Garrulus glandarius



The Jay has a pink-tinged buffish body, except for a black strip heading back from the mouth, a white rump, belly and patch beneath the tail. There is a pale crest with streaks that is usually flat but may rise at times of stimulation. Wings are chequered with a black, white and blue pattern.


Prefers oak trees, but may be found in other woodlands with mature trees. Also frequents gardens and other suburban locales such as parks.


May be seen hopping on the ground, and is easier to find when it leaves the cover of woods toward the end of summer and in autumn. When in flight, birds may appear lethargic, but are surprisingly agile. Guards breeding territory but may socialise with other Jays during spring.

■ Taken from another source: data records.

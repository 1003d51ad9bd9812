use ratatui::prelude::*;
use ratatui::text::{Line, Span};
use ratatui::widgets::*;

use crate::ui::{AppState, ToastLevel};

const SPINNER: [&str; 6] = ["⠋", "⠙", "⠸", "⠴", "⠦", "⠇"];

fn toast_tag(level: ToastLevel) -> &'static str {
    match level {
        ToastLevel::Success => "[OK]",
        ToastLevel::Error => "[ERROR]",
        ToastLevel::Info => "[INFO]",
    }
}

pub fn footer_spans<'a>(state: &'a AppState, help_text: &'a str) -> Vec<Span<'a>> {
    let mut spans: Vec<Span> = Vec::new();
    if let Some(msg) = &state.status_text {
        let spinner = SPINNER[state.tick as usize % SPINNER.len()];
        spans.push(Span::raw(format!(" {spinner} {msg}")));
        spans.push(Span::raw("  |  "));
    }
    if let Some(t) = &state.toast {
        let color = state.theme.toast_color(t.level);
        spans.push(Span::styled(
            format!("{} ", toast_tag(t.level)),
            Style::default().fg(color).add_modifier(Modifier::BOLD),
        ));
        spans.push(Span::styled(
            format!("{}  |  ", t.text),
            Style::default().fg(color),
        ));
    }
    if state.form.view.editing {
        spans.push(Span::styled(
            "editing  |  ",
            Style::default().fg(Color::Magenta),
        ));
    }
    spans.push(Span::styled(help_text, Style::default().fg(Color::DarkGray)));
    spans
}

pub fn draw_footer(f: &mut Frame, area: Rect, state: &AppState, help_text: &str) {
    let p = Paragraph::new(Line::from(footer_spans(state, help_text)));
    f.render_widget(p, area);
}

#[cfg(test)]
mod tests {
    use super::*;
    use crate::model::AppConfig;
    use crate::ui::Toast;

    #[test]
    fn footer_shows_status_toast_and_help() {
        let mut st = AppState::new(AppConfig::default()).unwrap();
        st.status_text = Some("Submitting".into());
        st.toast = Some(Toast {
            text: "Form is successfully sent".into(),
            level: ToastLevel::Success,
            expires_at_tick: 10,
        });
        let text: String = footer_spans(&st, "q quit")
            .iter()
            .map(|s| s.content.to_string())
            .collect();
        assert!(text.contains("Submitting"));
        assert!(text.contains("[OK] Form is successfully sent"));
        assert!(text.ends_with("q quit"));
    }
}
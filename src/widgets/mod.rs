pub mod chrome;
pub mod form;
pub mod form_widget;
pub mod profile_card;
pub mod status_bar;
pub mod tabs;

use crate::app::Effect;
use crossterm::event::KeyCode;
use ratatui::prelude::*;

/// A screen body that draws itself and turns key presses into effects.
pub trait Widget {
    fn render(&mut self, f: &mut Frame, area: Rect, focused: bool, tick: u64);
    fn on_key(&mut self, key: KeyCode) -> Vec<Effect> {
        let _ = key;
        Vec::new()
    }
}
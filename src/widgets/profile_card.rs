use crate::app::Effect;
use crate::services::profile::User;
use crate::widgets::chrome::panel_block;
use ratatui::prelude::*;
use ratatui::widgets::*;

pub const EMPTY_TEXT: &str = "User is empty";

#[derive(Debug, Default)]
pub struct ProfileCard {
    pub user: Option<User>,
    pub loading: bool,
}

impl ProfileCard {
    /// Marks the card as loading and asks for a fetch, unless one is in flight.
    pub fn begin_refresh(&mut self) -> Vec<Effect> {
        if self.loading {
            return Vec::new();
        }
        self.loading = true;
        vec![Effect::FetchProfile]
    }

    /// A failed fetch leaves the card empty; the error text is kept by the app.
    pub fn finish(&mut self, user: Option<User>) {
        self.loading = false;
        self.user = user;
    }

    pub fn copy_text(&self) -> String {
        match &self.user {
            Some(u) => u
                .card_rows()
                .into_iter()
                .map(|(l, v)| format!("{l}: {v}"))
                .collect::<Vec<_>>()
                .join("\n"),
            None => String::new(),
        }
    }
}

pub fn draw_profile(f: &mut Frame, area: Rect, card: &ProfileCard, highlight: bool) {
    let mut lines: Vec<Line> = Vec::new();
    match &card.user {
        Some(user) => {
            if let Some(url) = user.avatar_url() {
                lines.push(Line::from(Span::styled(
                    format!("avatar: {url}"),
                    crate::theme::text_muted(),
                )));
                lines.push(Line::from(""));
            }
            for (label, value) in user.card_rows() {
                lines.push(Line::from(vec![
                    Span::styled(format!("{label}: "), crate::theme::text_active_bold()),
                    Span::raw(value),
                ]));
            }
        }
        None if card.loading => {
            lines.push(Line::from(Span::styled(
                "Loading...",
                crate::theme::text_muted(),
            )));
        }
        None => {
            lines.push(Line::from(EMPTY_TEXT));
        }
    }
    let title = if card.loading && card.user.is_some() {
        "Profile — refreshing"
    } else {
        "Profile"
    };
    let p = Paragraph::new(lines)
        .block(panel_block(title, highlight))
        .wrap(Wrap { trim: false });
    f.render_widget(p, area);
}

// Refresh goes through `AppMsg::RefreshProfile`, so there are no card keys.
impl crate::widgets::Widget for ProfileCard {
    fn render(&mut self, f: &mut Frame, area: Rect, focused: bool, _tick: u64) {
        draw_profile(f, area, self, focused);
    }
}
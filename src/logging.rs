//! File-backed `tracing` setup. The terminal belongs to the UI, so log output
//! never goes to stdout or stderr.

use crate::model::LogConfig;
use anyhow::{Context, Result};
use std::fs::OpenOptions;
use std::path::{Path, PathBuf};
use std::sync::Mutex;
use tracing_subscriber::EnvFilter;

pub const LOG_ENV: &str = "SIGNUP_TUI_LOG";
const DEFAULT_FILE: &str = "signup-tui.log";

pub fn log_path(cfg: &LogConfig, base_dir: Option<&Path>) -> PathBuf {
    match &cfg.file {
        Some(f) => {
            let p = PathBuf::from(f);
            if p.is_absolute() {
                p
            } else {
                base_dir.map(|d| d.join(&p)).unwrap_or(p)
            }
        }
        None => std::env::temp_dir().join(DEFAULT_FILE),
    }
}

pub fn filter_directive(cfg: &LogConfig, env_value: Option<String>) -> String {
    env_value
        .filter(|s| !s.trim().is_empty())
        .or_else(|| cfg.level.clone())
        .unwrap_or_else(|| "info".to_string())
}

/// Installs the global subscriber. Returns the log file path.
pub fn setup_logging(cfg: &LogConfig, base_dir: Option<&Path>) -> Result<PathBuf> {
    let path = log_path(cfg, base_dir);
    let file = OpenOptions::new()
        .create(true)
        .append(true)
        .open(&path)
        .with_context(|| format!("opening log file {path:?}"))?;
    let directive = filter_directive(cfg, std::env::var(LOG_ENV).ok());
    let filter = EnvFilter::try_new(&directive).unwrap_or_else(|_| EnvFilter::new("info"));
    tracing_subscriber::fmt()
        .with_env_filter(filter)
        .with_writer(Mutex::new(file))
        .with_ansi(false)
        .with_target(true)
        .try_init()
        .ok();
    Ok(path)
}

#[cfg(test)]
mod tests {
    use super::*;

    #[test]
    fn relative_file_resolves_against_config_dir() {
        let cfg = LogConfig {
            file: Some("logs/app.log".into()),
            level: None,
        };
        let p = log_path(&cfg, Some(Path::new("/etc/signup")));
        assert_eq!(p, PathBuf::from("/etc/signup/logs/app.log"));
    }

    #[test]
    fn missing_file_falls_back_to_temp_dir() {
        let p = log_path(&LogConfig::default(), None);
        assert!(p.ends_with(DEFAULT_FILE));
    }

    #[test]
    fn env_overrides_config_level() {
        let cfg = LogConfig {
            file: None,
            level: Some("debug".into()),
        };
        assert_eq!(filter_directive(&cfg, Some("warn".into())), "warn");
        assert_eq!(filter_directive(&cfg, Some("  ".into())), "debug");
        assert_eq!(filter_directive(&LogConfig::default(), None), "info");
    }
}
use crate::services::profile::ProfileSource;
use crate::ui::LoadMsg;
use std::sync::mpsc::Sender;
use std::sync::Arc;
use std::thread;
use std::time::Duration;

// Fetch failures are reported as `Err(text)`; the app turns them into an
// empty profile.
pub fn spawn_fetch_profile(source: Arc<dyn ProfileSource>, tx: Sender<LoadMsg>) {
    thread::spawn(move || {
        let outcome = fetch_outcome(source.as_ref());
        let _ = tx.send(LoadMsg::Profile(outcome));
    });
}

pub(crate) fn fetch_outcome(
    source: &dyn ProfileSource,
) -> Result<crate::services::profile::User, String> {
    match source.fetch() {
        Ok(user) => Ok(user),
        Err(e) => {
            tracing::warn!(source = %source.describe(), error = %format!("{e:#}"), "profile fetch failed");
            Err(format!("{e:#}"))
        }
    }
}

/// Simulated remote submission: waits `delay`, then reports completion.
/// Not cancellable.
pub fn spawn_submit(delay: Duration, tx: Sender<LoadMsg>) {
    thread::spawn(move || {
        thread::sleep(delay);
        tracing::info!(delay_ms = delay.as_millis() as u64, "submission finished");
        let _ = tx.send(LoadMsg::SubmitFinished(Ok(())));
    });
}
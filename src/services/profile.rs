//! Random user records and the sources that produce them.
//!
//! Both sources speak the randomuser.me envelope: `{"results": [user], "info": {..}}`.
//! Only the first result is used.

use crate::model::SourceConfig;
use anyhow::{anyhow, Context, Result};
use serde::Deserialize;
use serde_json::Value as JsonValue;
use std::sync::Arc;
use std::time::Duration;

// Only the fields the card shows are decoded; serde skips the rest.
#[derive(Debug, Deserialize, Clone, PartialEq)]
pub struct User {
    pub gender: String,
    pub name: Name,
    #[serde(default)]
    pub location: Location,
    pub email: String,
    #[serde(default)]
    pub cell: String,
    #[serde(default)]
    pub picture: Option<Picture>,
}

#[derive(Debug, Deserialize, Clone, PartialEq, Default)]
pub struct Name {
    pub first: String,
    pub last: String,
}

#[derive(Debug, Deserialize, Clone, PartialEq, Default)]
pub struct Location {
    #[serde(default)]
    pub country: String,
}

#[derive(Debug, Deserialize, Clone, PartialEq)]
pub struct Picture {
    pub large: String,
}

#[derive(Debug, Deserialize, Clone)]
pub struct RandomUserEnvelope {
    pub results: Vec<User>,
}

impl RandomUserEnvelope {
    pub fn into_first(self) -> Result<User> {
        self.results
            .into_iter()
            .next()
            .ok_or_else(|| anyhow!("response contained no users"))
    }
}

impl User {
    pub fn gender_label(&self) -> &'static str {
        if self.gender == "male" {
            "Male"
        } else {
            "Female"
        }
    }

    /// Label/value pairs shown on the profile card, in display order.
    pub fn card_rows(&self) -> Vec<(&'static str, String)> {
        vec![
            ("Gender", self.gender_label().to_string()),
            ("Country", self.location.country.clone()),
            ("Last name", self.name.last.clone()),
            ("First name", self.name.first.clone()),
            ("Email", self.email.clone()),
            ("Phone", self.cell.clone()),
        ]
    }

    pub fn avatar_url(&self) -> Option<&str> {
        self.picture.as_ref().map(|p| p.large.as_str())
    }
}

pub fn parse_envelope(v: JsonValue) -> Result<User> {
    let env: RandomUserEnvelope =
        serde_json::from_value(v).context("decoding random user envelope")?;
    env.into_first()
}

pub trait ProfileSource: Send + Sync {
    fn describe(&self) -> String;
    fn fetch(&self) -> Result<User>;
}

pub struct HttpSource {
    url: String,
    client: reqwest::blocking::Client,
}

impl HttpSource {
    pub fn new(url: impl Into<String>, timeout: Duration) -> Result<Self> {
        let client = reqwest::blocking::Client::builder()
            .timeout(timeout)
            .build()
            .context("building http client")?;
        Ok(Self {
            url: url.into(),
            client,
        })
    }
}

impl ProfileSource for HttpSource {
    fn describe(&self) -> String {
        format!("GET {}", self.url)
    }

    fn fetch(&self) -> Result<User> {
        let env: RandomUserEnvelope = self
            .client
            .get(&self.url)
            .send()
            .with_context(|| format!("requesting {}", self.url))?
            .error_for_status()?
            .json()
            .context("decoding random user envelope")?;
        env.into_first()
    }
}

pub struct CommandSource {
    cmdline: String,
}

impl CommandSource {
    pub fn new(cmdline: impl Into<String>) -> Self {
        Self {
            cmdline: cmdline.into(),
        }
    }
}

impl ProfileSource for CommandSource {
    fn describe(&self) -> String {
        format!("$ {}", self.cmdline)
    }

    fn fetch(&self) -> Result<User> {
        let v = crate::services::cli_runner::run_cmdline_to_json(&self.cmdline)?;
        parse_envelope(v)
    }
}

pub fn source_from_config(cfg: &SourceConfig) -> Result<Arc<dyn ProfileSource>> {
    match cfg {
        SourceConfig::Http { url, timeout_secs } => Ok(Arc::new(HttpSource::new(
            url.clone(),
            Duration::from_secs(*timeout_secs),
        )?)),
        SourceConfig::Command { cmdline } => Ok(Arc::new(CommandSource::new(cmdline.clone()))),
    }
}

#[cfg(test)]
pub(crate) fn sample_user() -> User {
    parse_envelope(sample_envelope()).expect("sample envelope decodes")
}

#[cfg(test)]
pub(crate) fn sample_envelope() -> JsonValue {
    serde_json::json!({
        "results": [{
            "gender": "female",
            "name": {"title": "Ms", "first": "Ann", "last": "Lee"},
            "location": {
                "street": {"number": 12, "name": "Main St"},
                "city": "Oslo",
                "state": "Oslo",
                "country": "Norway",
                "postcode": 1234,
                "coordinates": {"latitude": "0", "longitude": "0"},
                "timezone": {"offset": "+1:00", "description": "CET"}
            },
            "email": "ann.lee@example.com",
            "login": {"uuid": "u", "username": "annlee", "password": "p",
                      "salt": "s", "md5": "m", "sha1": "s1", "sha256": "s2"},
            "dob": {"date": "1990-01-01T00:00:00.000Z", "age": 35},
            "registered": {"date": "2010-01-01T00:00:00.000Z", "age": 15},
            "phone": "11-22",
            "cell": "33-44",
            "id": {"name": "FN", "value": "1"},
            "picture": {"large": "https://example.com/l.jpg",
                        "medium": "https://example.com/m.jpg",
                        "thumbnail": "https://example.com/t.jpg"},
            "nat": "NO"
        }],
        "info": {"seed": "abc", "results": 1, "page": 1, "version": "1.4"}
    })
}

Acorns are the main food source, and they hide these in times of surplus to return to later. Diet also includes caterpillars, beetles, fruits, nuts, eggs, small mammals and the hatchlings from other species.


Female lays 4 or 5 eggs in April, and she incubates these for approximately 18 days. Both parents tend to the young, which depart the nest at about 21-22 days old, but rely on adults for a further 6 weeks or so.


Birds of the region rarely stray far from where they hatched, though low numbers of acorns may cause Jays to travel. Approximately 170 000 pairs live in the UK and between 2500 and 10 000 in Ireland.

Observation Tips

Jays are timid, which makes observation a challenge, and numbers are threatened in some places due to persecution. Birds are most visible and active in October, when they seek acorns and, for the lucky observer, may be seen carefully stashing acorns away for the winter.


Has a piercing screech of a call.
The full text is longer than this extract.